- WHAT IS EXPECTED -
Each line of the listing that includes the string "fields" is to be identified and copied.

*** Opening of DATA FOR THE TASK ***

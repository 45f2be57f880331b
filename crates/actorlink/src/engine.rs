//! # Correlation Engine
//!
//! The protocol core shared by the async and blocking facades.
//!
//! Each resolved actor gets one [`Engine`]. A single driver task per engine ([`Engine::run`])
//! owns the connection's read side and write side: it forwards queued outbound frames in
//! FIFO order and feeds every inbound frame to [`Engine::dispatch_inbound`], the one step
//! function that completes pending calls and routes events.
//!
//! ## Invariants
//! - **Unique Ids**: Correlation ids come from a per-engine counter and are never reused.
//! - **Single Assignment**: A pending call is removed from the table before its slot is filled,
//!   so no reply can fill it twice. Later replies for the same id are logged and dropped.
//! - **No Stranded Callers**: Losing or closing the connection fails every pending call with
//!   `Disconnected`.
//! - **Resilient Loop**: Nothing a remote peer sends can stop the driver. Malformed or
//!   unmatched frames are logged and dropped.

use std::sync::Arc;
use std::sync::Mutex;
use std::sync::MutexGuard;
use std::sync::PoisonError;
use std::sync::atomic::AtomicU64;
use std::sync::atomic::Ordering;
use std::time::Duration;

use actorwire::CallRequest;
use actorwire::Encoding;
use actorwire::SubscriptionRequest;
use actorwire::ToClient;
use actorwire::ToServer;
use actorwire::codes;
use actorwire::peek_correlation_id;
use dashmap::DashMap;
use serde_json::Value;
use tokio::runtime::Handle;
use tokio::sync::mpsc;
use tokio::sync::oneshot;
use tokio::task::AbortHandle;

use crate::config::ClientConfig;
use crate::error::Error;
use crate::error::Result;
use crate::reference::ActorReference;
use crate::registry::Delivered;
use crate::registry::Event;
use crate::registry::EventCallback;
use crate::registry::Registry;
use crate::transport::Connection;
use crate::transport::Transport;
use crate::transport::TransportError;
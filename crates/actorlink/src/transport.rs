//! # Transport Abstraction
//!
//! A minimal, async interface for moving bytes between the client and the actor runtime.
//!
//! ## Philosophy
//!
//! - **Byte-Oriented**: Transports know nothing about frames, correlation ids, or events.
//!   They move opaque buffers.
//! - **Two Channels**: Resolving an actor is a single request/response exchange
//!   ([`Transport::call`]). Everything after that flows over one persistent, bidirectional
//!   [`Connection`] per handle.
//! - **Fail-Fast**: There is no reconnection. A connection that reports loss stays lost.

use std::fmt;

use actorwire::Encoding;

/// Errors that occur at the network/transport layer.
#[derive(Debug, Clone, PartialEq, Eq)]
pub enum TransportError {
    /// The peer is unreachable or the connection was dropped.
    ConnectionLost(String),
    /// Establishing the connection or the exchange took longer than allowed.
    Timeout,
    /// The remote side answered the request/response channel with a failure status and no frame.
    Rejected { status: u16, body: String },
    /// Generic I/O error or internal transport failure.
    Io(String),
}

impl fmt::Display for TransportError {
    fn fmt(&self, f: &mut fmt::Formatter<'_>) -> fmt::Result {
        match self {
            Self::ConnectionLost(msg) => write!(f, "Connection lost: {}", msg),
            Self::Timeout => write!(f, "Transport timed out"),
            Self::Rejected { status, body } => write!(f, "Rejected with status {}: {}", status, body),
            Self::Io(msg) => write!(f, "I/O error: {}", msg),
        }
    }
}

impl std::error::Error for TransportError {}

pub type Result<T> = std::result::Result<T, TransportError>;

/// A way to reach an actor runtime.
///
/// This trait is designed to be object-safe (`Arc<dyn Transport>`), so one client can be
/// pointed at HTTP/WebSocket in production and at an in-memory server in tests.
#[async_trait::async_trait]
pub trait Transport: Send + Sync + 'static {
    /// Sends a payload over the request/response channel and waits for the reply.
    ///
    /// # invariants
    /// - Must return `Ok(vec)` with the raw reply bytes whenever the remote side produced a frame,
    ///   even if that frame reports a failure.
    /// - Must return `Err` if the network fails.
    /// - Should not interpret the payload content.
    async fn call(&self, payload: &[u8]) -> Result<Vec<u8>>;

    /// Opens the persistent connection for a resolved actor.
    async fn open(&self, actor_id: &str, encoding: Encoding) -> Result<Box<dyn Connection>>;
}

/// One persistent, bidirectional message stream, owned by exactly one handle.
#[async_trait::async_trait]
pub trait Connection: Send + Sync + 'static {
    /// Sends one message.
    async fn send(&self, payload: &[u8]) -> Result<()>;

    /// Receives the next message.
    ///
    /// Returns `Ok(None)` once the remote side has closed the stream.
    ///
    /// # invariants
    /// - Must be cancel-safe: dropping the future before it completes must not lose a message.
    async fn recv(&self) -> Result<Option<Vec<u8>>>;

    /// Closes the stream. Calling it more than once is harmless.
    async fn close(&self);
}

*** Close of DATA FOR THE TASK ***
*** Opening of DATA FOR THE TASK ***

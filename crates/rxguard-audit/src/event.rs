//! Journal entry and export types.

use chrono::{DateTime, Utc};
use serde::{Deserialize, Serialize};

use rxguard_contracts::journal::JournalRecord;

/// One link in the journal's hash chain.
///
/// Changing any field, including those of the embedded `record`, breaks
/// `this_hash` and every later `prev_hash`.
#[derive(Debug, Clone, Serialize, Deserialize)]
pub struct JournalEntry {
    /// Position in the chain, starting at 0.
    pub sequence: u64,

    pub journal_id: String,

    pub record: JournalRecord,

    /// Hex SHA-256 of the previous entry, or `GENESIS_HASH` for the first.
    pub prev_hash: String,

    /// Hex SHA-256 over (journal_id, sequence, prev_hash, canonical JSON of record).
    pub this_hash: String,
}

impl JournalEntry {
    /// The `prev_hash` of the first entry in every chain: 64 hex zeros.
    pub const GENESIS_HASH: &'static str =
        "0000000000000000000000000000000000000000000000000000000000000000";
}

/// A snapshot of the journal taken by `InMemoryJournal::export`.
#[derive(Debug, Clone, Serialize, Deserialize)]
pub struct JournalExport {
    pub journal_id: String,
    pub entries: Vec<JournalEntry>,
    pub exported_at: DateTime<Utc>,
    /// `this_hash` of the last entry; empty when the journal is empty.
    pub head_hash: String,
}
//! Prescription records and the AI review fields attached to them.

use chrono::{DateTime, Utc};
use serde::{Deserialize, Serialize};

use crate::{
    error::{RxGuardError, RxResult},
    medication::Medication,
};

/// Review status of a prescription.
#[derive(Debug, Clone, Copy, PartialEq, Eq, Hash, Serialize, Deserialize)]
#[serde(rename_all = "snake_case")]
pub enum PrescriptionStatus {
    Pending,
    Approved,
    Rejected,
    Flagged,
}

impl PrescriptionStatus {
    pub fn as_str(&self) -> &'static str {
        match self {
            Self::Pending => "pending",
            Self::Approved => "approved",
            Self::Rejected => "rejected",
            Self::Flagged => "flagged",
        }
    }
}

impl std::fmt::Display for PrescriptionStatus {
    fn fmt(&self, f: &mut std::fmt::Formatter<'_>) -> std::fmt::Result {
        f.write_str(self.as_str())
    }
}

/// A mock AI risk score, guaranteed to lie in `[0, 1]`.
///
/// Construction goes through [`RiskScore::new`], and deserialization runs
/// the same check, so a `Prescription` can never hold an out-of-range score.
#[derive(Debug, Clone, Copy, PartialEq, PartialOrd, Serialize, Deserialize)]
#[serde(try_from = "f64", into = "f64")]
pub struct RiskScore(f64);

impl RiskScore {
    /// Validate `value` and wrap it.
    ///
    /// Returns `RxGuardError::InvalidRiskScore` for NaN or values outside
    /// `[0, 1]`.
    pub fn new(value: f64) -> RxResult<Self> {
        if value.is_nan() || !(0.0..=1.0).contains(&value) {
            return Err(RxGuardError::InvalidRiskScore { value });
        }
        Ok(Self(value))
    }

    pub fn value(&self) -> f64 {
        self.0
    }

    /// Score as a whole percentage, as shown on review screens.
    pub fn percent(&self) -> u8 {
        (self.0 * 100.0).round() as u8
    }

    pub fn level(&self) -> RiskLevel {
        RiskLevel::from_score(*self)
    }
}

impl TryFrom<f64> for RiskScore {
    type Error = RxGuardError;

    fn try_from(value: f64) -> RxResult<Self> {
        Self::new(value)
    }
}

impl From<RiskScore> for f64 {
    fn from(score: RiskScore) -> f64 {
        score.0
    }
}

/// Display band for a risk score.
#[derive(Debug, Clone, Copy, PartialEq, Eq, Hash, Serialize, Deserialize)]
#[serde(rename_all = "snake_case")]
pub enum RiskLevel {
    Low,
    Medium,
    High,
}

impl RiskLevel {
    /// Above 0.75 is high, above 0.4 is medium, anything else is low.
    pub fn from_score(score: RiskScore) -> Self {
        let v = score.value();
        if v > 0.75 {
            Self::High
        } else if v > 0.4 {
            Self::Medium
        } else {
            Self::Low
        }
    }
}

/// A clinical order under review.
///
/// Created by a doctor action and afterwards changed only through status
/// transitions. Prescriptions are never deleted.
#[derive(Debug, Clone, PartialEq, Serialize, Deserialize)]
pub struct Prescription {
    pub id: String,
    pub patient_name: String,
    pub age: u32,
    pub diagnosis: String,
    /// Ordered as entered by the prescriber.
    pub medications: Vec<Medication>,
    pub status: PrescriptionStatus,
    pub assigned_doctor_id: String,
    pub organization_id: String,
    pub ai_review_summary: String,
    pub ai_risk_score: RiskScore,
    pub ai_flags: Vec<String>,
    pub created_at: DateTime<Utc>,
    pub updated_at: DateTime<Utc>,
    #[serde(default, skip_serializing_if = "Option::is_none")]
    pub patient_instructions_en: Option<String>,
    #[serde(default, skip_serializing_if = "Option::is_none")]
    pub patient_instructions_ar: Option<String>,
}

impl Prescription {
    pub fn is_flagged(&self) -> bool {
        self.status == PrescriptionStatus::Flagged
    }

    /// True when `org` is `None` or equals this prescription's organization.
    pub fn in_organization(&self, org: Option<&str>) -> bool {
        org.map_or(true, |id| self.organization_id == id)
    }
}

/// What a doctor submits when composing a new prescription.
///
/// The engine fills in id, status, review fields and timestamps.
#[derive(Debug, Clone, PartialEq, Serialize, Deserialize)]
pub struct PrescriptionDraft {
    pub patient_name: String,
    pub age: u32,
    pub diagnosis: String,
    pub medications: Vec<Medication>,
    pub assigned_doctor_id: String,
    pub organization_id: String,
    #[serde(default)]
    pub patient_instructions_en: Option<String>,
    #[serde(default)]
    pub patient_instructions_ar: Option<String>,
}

*** Close of DATA FOR THE TASK ***

- YOUR RESPONSE -
//! Prescription records and the AI review fields attached to them.
/// The engine fills in id, status, review fields and timestamps.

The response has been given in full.